Finance chief Paul Chan hints at fewer sweeteners in 2019-20 Hong Kong budget
- Government on track for another surplus but pressures on the public purse are high, minister says
Finance minister Paul Chan Mo-po on Sunday hinted there would be fewer sweeteners for cash-strapped Hongkongers in his next budget as “public resources are not unlimited”.
Chan moved to temper expectations despite revealing that the government was on track to record another surplus in the 2018-19 financial year.
He said hopes were high among the different parties vying for public money, and there was no perfect solution.
“We can only make decisions by striking a balance between different viewpoints,” he wrote in his official blog.
At a public function earlier in the day, Chan disclosed that the city’s finances were relatively healthy again this year.
“I can assure you that the government will have a surplus this financial year,” he said in a speech.
However, a week ago, Wong Kwok-kin, a member of the Executive Council, a group of policy advisers to Hong Kong’s leader, said the surplus was expected to be only a third of the HK$138 billion (US$17.6 billion) figure last year.
Chan predicted a surplus of HK$46.6 billion when delivering this year’s budget in February.
In February he resisted calls for cash handouts to city residents in a move which drew criticism from lawmakers who said he had failed to share the government’s riches.
But after weeks of concerted pressure, a HK$4,000 handout was eventually agreed for 2.8 million people, although the scheme has yet to be implemented.
Chan insisted in his blog that the public should not expect him to roll out or adjust major social policies as that was the job of Chief Executive Carrie Lam Cheng Yuet-ngor.
“The most important role of the budget is to allocate resources for the proposals in the chief executive’s policy address,” he said, “and roll out measures to alleviate the people’s burden”.
Chan also talked of the difficulties handling divergent public opinion.
The “po” in Chan’s name is Cantonese for “ball”. In a play on the name, he said many friends and residents had “passed him the ball” by expecting him to satisfy all their wishes.

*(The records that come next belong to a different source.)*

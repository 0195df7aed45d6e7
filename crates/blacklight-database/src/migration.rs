//! Database migration runner.

use sqlx::PgPool;
use tracing::info;

use blacklight_core::error::{AppError, ErrorKind};

/// Apply every pending migration from the workspace `migrations/` directory.
pub async fn run_migrations(pool: &PgPool) -> Result<(), AppError> {
    info!("Running database migrations");

    sqlx::migrate!("../../migrations")
        .run(pool)
        .await
        .map_err(|e| {
            AppError::with_source(
                ErrorKind::Database,
                format!("Failed to run migrations: {e}"),
                e,
            )
        })?;

    info!("Database migrations completed");
    Ok(())
}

“It is not easy ... Government resources are not unlimited, there has to be some give and take,” he said. “Different policies are interrelated, and I need to avoid taking care of one policy and ignoring another.”

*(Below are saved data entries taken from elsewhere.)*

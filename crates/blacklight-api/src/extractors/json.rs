//! JSON body extractor that runs `validator` rules.

use axum::Json;
use axum::extract::rejection::JsonRejection;
use axum::extract::{FromRequest, Request};
use serde::de::DeserializeOwned;
use validator::Validate;

use blacklight_core::error::AppError;

use crate::error::ApiError;

/// Like `Json<T>`, but malformed bodies and failed validation become
/// `VALIDATION_ERROR` responses in the standard error shape.
#[derive(Debug, Clone, Copy, Default)]
pub struct ValidatedJson<T>(pub T);

impl<S, T> FromRequest<S> for ValidatedJson<T>
where
    S: Send + Sync,
    T: DeserializeOwned + Validate,
{
    type Rejection = ApiError;

    async fn from_request(req: Request, state: &S) -> Result<Self, Self::Rejection> {
        let Json(value) = Json::<T>::from_request(req, state)
            .await
            .map_err(|rejection: JsonRejection| AppError::validation(rejection.body_text()))?;

        value.validate().map_err(|errors| {
            let details = serde_json::to_value(&errors).unwrap_or_default();
            AppError::validation("Request validation failed").with_details(details)
        })?;

        Ok(Self(value))
    }
}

He uploaded two videos to his blog. The first shows him carrying a ball and asking residents to give their opinions on the budget. Several replied that tax allowances should be increased and more money spent on subsidised housing, elderly care homes and hospitals.
The second video also shows Chan with a ball as he recorded a television advert about a public consultation exercise.
Federation of Trade Unions lawmaker Kwok Wai-keung said he believed Chan was hinting there would be fewer relief measures.
“But I still want him to spend money on building transitional housing for the poor,” Kwok said.
Legislator Vincent Cheng Wing-shun, of the Democratic Alliance for the Betterment and Progress of Hong Kong, urged Chan to spend more on subsidised housing.
Democratic Party vice-chairman Andrew Wan Siu-kin, also a lawmaker, said: “It seems likely the surplus is going to shrink this year. But we hope the government will continue to spend money on improving people’s livelihoods.”